STAG2 somatic mutations and copy number changes in TCC. (a) Somatic alterations overlaid on the STAG2 protein with the conserved protein domains highlighted. STAG, STAG domain; SCD, stromalin conservative domain. (b) Five tumors harboring genomic deletions of STAG2 on the X chromosome (ideogram shown on the left). (c) Kaplan-Meier survival analysis of individuals with TCC (n = 99) shows that the survival rate for individuals with somatic STAG2 alterations (n = 16) is significantly lower (log-rank test P < 0.001) than for individuals with wild-type STAG2 (n = 83).

Figure 3

FGFR3-TACC3 fusion was identified in TCC. (a) Genomic fusion of intron 17 of FGFR3 with intron 10 of TACC3 resulting in exon 17 of FGFR3 being spliced 5’ to exon 11 of TACC3 in the fused mRNA. Triangles indicate the genomic positions of the breakpoints. Detailed information on the positions and sequences of primers P1 and P3 is provided in Supplementary Table 14. (b) Outlier high expression of TACC3 in TCCs harboring FGFR3-TACC3 gene fusions.
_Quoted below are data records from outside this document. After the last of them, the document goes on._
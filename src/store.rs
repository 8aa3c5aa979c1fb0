use std::collections::HashMap;
use std::fs;
use std::io;
use std::path::Path;
use std::sync::atomic::{AtomicBool, AtomicU64, Ordering};
use std::sync::{Arc, RwLock};

use crate::config::{Config, IndexType};
use crate::error::{Error, Result};
use crate::fio::IoType;
use crate::flock::FileLock;
use crate::index::{self, Index};
use crate::merge;
use crate::segment::{
    decode_position, encode_key_with_seq, encode_record, split_key_seq, LogRecord, RecordKind,
    RecordPosition, Segment, NON_TXN_SEQ, SEGMENT_FILE_SUFFIX, SEQ_NO_FILE_NAME,
};
use crate::util;

pub(crate) const LOCK_FILE_NAME: &str = "flock";
const SEQ_NO_KEY: &[u8] = b"seq.no";

/// Point-in-time statistics for a store.
#[derive(Debug, Clone)]
pub struct Stat {
    /// Number of live keys.
    pub keys: usize,
    /// Number of segment files, the active one included.
    pub segments: usize,
    /// Estimated bytes belonging to overwritten or deleted records that a
    /// merge would reclaim.
    pub reclaimable_bytes: u64,
    /// Bytes the store directory occupies on disk.
    pub disk_size: u64,
}

/// Mutable engine state guarded by the engine-wide lock: which segment is
/// active, the sealed segments by id, and the write-side counters. Taking
/// this lock exclusively linearizes the append-to-log step with the
/// matching index update.
pub(crate) struct StoreState {
    pub(crate) active: Arc<Segment>,
    pub(crate) sealed: HashMap<u32, Arc<Segment>>,
    /// Bytes appended since the last fsync, for the bytes_per_sync trigger.
    bytes_since_sync: u64,
    pub(crate) reclaimable: u64,
}

impl StoreState {
    /// Resolves the segment owning `id`. The returned handle outlives the
    /// lock, so record reads happen without holding it.
    pub(crate) fn segment_for(&self, id: u32) -> Option<Arc<Segment>> {
        if self.active.id() == id {
            Some(Arc::clone(&self.active))
        } else {
            self.sealed.get(&id).cloned()
        }
    }
}

/// An embedded log-structured key-value store.
///
/// All operations are synchronous and safe to call from multiple threads.
/// An advisory lock on the directory keeps other processes out for the
/// lifetime of the value.
pub struct Store {
    pub(crate) config: Config,
    pub(crate) state: RwLock<StoreState>,
    pub(crate) index: Box<dyn Index>,
    /// Last-used transaction sequence number; 0 is reserved for
    /// non-transactional records.
    pub(crate) seq_no: AtomicU64,
    pub(crate) merging: AtomicBool,
    _lock: FileLock,
}

impl Store {
    /// Opens the store rooted at `config.dir`, creating the directory if
    /// needed, adopting any completed merge output and rebuilding the
    /// index from the log (hint file first, then replay). Fails with
    /// `AlreadyInUse` when another process holds the directory.
    pub fn open(config: Config) -> Result<Self> {
        config.validate()?;
        fs::create_dir_all(&config.dir)?;

        let lock = FileLock::lock(config.dir.join(LOCK_FILE_NAME)).map_err(|e| {
            if e.kind() == io::ErrorKind::WouldBlock {
                Error::AlreadyInUse
            } else {
                Error::Io(e)
            }
        })?;

        merge::adopt_merge_dir(&config.dir)?;

        // Memory maps only help the replay scan, which the persistent
        // index skips; its segments open writable from the start.
        let scan_io = if config.mmap_at_startup && config.index_type != IndexType::Persistent {
            IoType::MemoryMap
        } else {
            IoType::Standard
        };
        let (mut active, mut sealed, ids) = load_segments(&config, scan_io)?;
        let index = index::new_index(config.index_type, &config.dir)?;

        let mut reclaimable = 0u64;
        let seq_no = if config.index_type == IndexType::Persistent {
            load_seq_no(&config.dir)?
        } else {
            load_hint_file(&config.dir, index.as_ref())?;
            let boundary = merge::stored_merge_boundary(&config.dir)?;
            let max_seq = replay_segments(
                index.as_ref(),
                &active,
                &sealed,
                &ids,
                boundary,
                &mut reclaimable,
            )?;
            if config.mmap_at_startup {
                // Downgrade to standard IO now that scanning is done.
                let offset = active.offset();
                active = Segment::open(&config.dir, active.id(), IoType::Standard)?;
                active.set_write_offset(offset);
                for (id, slot) in sealed.iter_mut() {
                    *slot = Segment::open(&config.dir, *id, IoType::Standard)?;
                }
            }
            max_seq
        };

        tracing::info!(
            dir = %config.dir.display(),
            segments = ids.len(),
            last_seq = seq_no,
            "store opened"
        );

        Ok(Self {
            config,
            state: RwLock::new(StoreState {
                active: Arc::new(active),
                sealed: sealed
                    .into_iter()
                    .map(|(id, seg)| (id, Arc::new(seg)))
                    .collect(),
                bytes_since_sync: 0,
                reclaimable,
            }),
            index,
            seq_no: AtomicU64::new(seq_no),
            merging: AtomicBool::new(false),
            _lock: lock,
        })
    }

    /// Stores `value` under `key`, overwriting any previous version.
    pub fn put(&self, key: &[u8], value: &[u8]) -> Result<()> {
        if key.is_empty() {
            return Err(Error::EmptyKey);
        }
        let record = LogRecord {
            key: encode_key_with_seq(key, NON_TXN_SEQ),
            value: value.to_vec(),
            kind: RecordKind::Normal,
        };

        let mut state = self.state.write().unwrap();
        let pos = self.append_record(&mut state, &record)?;
        if let Some(old) = self.index.put(key.to_vec(), pos)? {
            state.reclaimable += old.size as u64;
        }
        Ok(())
    }

    /// Returns the current value for `key`, or `KeyNotFound`.
    pub fn get(&self, key: &[u8]) -> Result<Vec<u8>> {
        if key.is_empty() {
            return Err(Error::EmptyKey);
        }
        let pos = self.index.get(key)?.ok_or(Error::KeyNotFound)?;
        self.read_position(&pos)
    }

    /// Removes `key`. Deleting a key that does not exist succeeds as a
    /// no-op.
    pub fn delete(&self, key: &[u8]) -> Result<()> {
        if key.is_empty() {
            return Err(Error::EmptyKey);
        }
        if self.index.get(key)?.is_none() {
            return Ok(());
        }

        let record = LogRecord {
            key: encode_key_with_seq(key, NON_TXN_SEQ),
            value: Vec::new(),
            kind: RecordKind::Deleted,
        };

        let mut state = self.state.write().unwrap();
        // A racing delete may have removed the key between the unlocked
        // check above and taking the lock; bail before appending a
        // tombstone for a key that is already gone.
        if self.index.get(key)?.is_none() {
            return Ok(());
        }
        let pos = self.append_record(&mut state, &record)?;
        // The tombstone itself is reclaimable the moment it is written.
        state.reclaimable += pos.size as u64;
        match self.index.delete(key)? {
            Some(old) => {
                state.reclaimable += old.size as u64;
                Ok(())
            }
            // The index reported the key present a moment ago and we hold
            // the exclusive lock, so this is a logic defect.
            None => Err(Error::IndexUpdateFailed),
        }
    }

    /// All live keys in ascending order.
    pub fn list_keys(&self) -> Result<Vec<Vec<u8>>> {
        let mut iter = self.index.iterator(false)?;
        let mut keys = Vec::with_capacity(self.index.len()?);
        while iter.valid() {
            keys.push(iter.key().to_vec());
            iter.next();
        }
        Ok(keys)
    }

    /// Visits every live key-value pair in ascending key order until the
    /// visitor returns `false`.
    pub fn fold<F>(&self, mut f: F) -> Result<()>
    where
        F: FnMut(&[u8], &[u8]) -> bool,
    {
        let mut iter = self.index.iterator(false)?;
        while iter.valid() {
            let value = self.read_position(iter.value())?;
            if !f(iter.key(), &value) {
                break;
            }
            iter.next();
        }
        Ok(())
    }

    pub fn stat(&self) -> Result<Stat> {
        let state = self.state.read().unwrap();
        Ok(Stat {
            keys: self.index.len()?,
            segments: state.sealed.len() + 1,
            reclaimable_bytes: state.reclaimable,
            disk_size: util::dir_size(&self.config.dir)?,
        })
    }

    /// Flushes the active segment to durable storage.
    pub fn sync(&self) -> Result<()> {
        let mut state = self.state.write().unwrap();
        state.active.sync()?;
        state.bytes_since_sync = 0;
        Ok(())
    }

    /// Persists the sequence counter and flushes every segment. The
    /// directory lock is released when the store is dropped.
    pub fn close(&self) -> Result<()> {
        let seq_no_path = self.config.dir.join(SEQ_NO_FILE_NAME);
        if seq_no_path.exists() {
            fs::remove_file(&seq_no_path)?;
        }
        let seq_no_file = Segment::open_seq_no(&self.config.dir)?;
        let record = LogRecord {
            key: SEQ_NO_KEY.to_vec(),
            value: self.seq_no.load(Ordering::SeqCst).to_string().into_bytes(),
            kind: RecordKind::Normal,
        };
        seq_no_file.append(&encode_record(&record))?;
        seq_no_file.sync()?;

        self.index.close()?;

        let state = self.state.write().unwrap();
        state.active.sync()?;
        for segment in state.sealed.values() {
            segment.sync()?;
        }
        Ok(())
    }

    /// Copies every persisted file except the lock file into `dir`.
    pub fn backup(&self, dir: &Path) -> Result<()> {
        let _state = self.state.read().unwrap();
        util::copy_dir(&self.config.dir, dir, &[LOCK_FILE_NAME])
    }

    /// Reads the record at `pos` and returns its value. A tombstone reads
    /// back as `KeyNotFound`; the index never points at one in steady
    /// state, only transiently during replay.
    pub(crate) fn read_position(&self, pos: &RecordPosition) -> Result<Vec<u8>> {
        let segment = {
            let state = self.state.read().unwrap();
            state
                .segment_for(pos.segment_id)
                .ok_or(Error::DataFileNotFound(pos.segment_id))?
        };
        let (record, _) = segment.read_record(pos.offset)?;
        if record.kind == RecordKind::Deleted {
            return Err(Error::KeyNotFound);
        }
        Ok(record.value)
    }

    /// Encodes and appends `record` to the active segment, rotating first
    /// when the append would push it past the size limit. Called with the
    /// engine lock held exclusively.
    pub(crate) fn append_record(
        &self,
        state: &mut StoreState,
        record: &LogRecord,
    ) -> Result<RecordPosition> {
        let encoded = encode_record(record);
        let len = encoded.len() as u64;

        if state.active.offset() + len > self.config.segment_size {
            state.active.sync()?;
            state.bytes_since_sync = 0;
            let next_id = state.active.id() + 1;
            let filled = Arc::clone(&state.active);
            state.sealed.insert(filled.id(), filled);
            state.active = Arc::new(Segment::open(&self.config.dir, next_id, IoType::Standard)?);
            tracing::debug!(segment = next_id, "rotated active segment");
        }

        let offset = state.active.append(&encoded)?;
        state.bytes_since_sync += len;

        let need_sync = self.config.sync_writes
            || (self.config.bytes_per_sync > 0
                && state.bytes_since_sync >= self.config.bytes_per_sync);
        if need_sync {
            state.active.sync()?;
            state.bytes_since_sync = 0;
        }

        Ok(RecordPosition {
            segment_id: state.active.id(),
            offset,
            size: len as u32,
        })
    }
}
RPKM, reads per kilobase of exon region in a gene per million mapped reads, (c) RNA-seq coverage analysis of FGFR3 (top) and TACC3 (bottom) in the tumor and matched normal bladder tissue from B59-3. Three transcripts of FGFR3 and one transcript of TACC3 are shown. Black dotted lines indicate breakpoints. E, exon.

Figure 4

Frequent genetic alterations in genes from the cell cycle pathway in TCC. Alterations are defined as somatic mutations, focal amplifications and deletions, and, in some cases, as gene fusion events. Alteration frequencies are expressed as a percentage of all cases.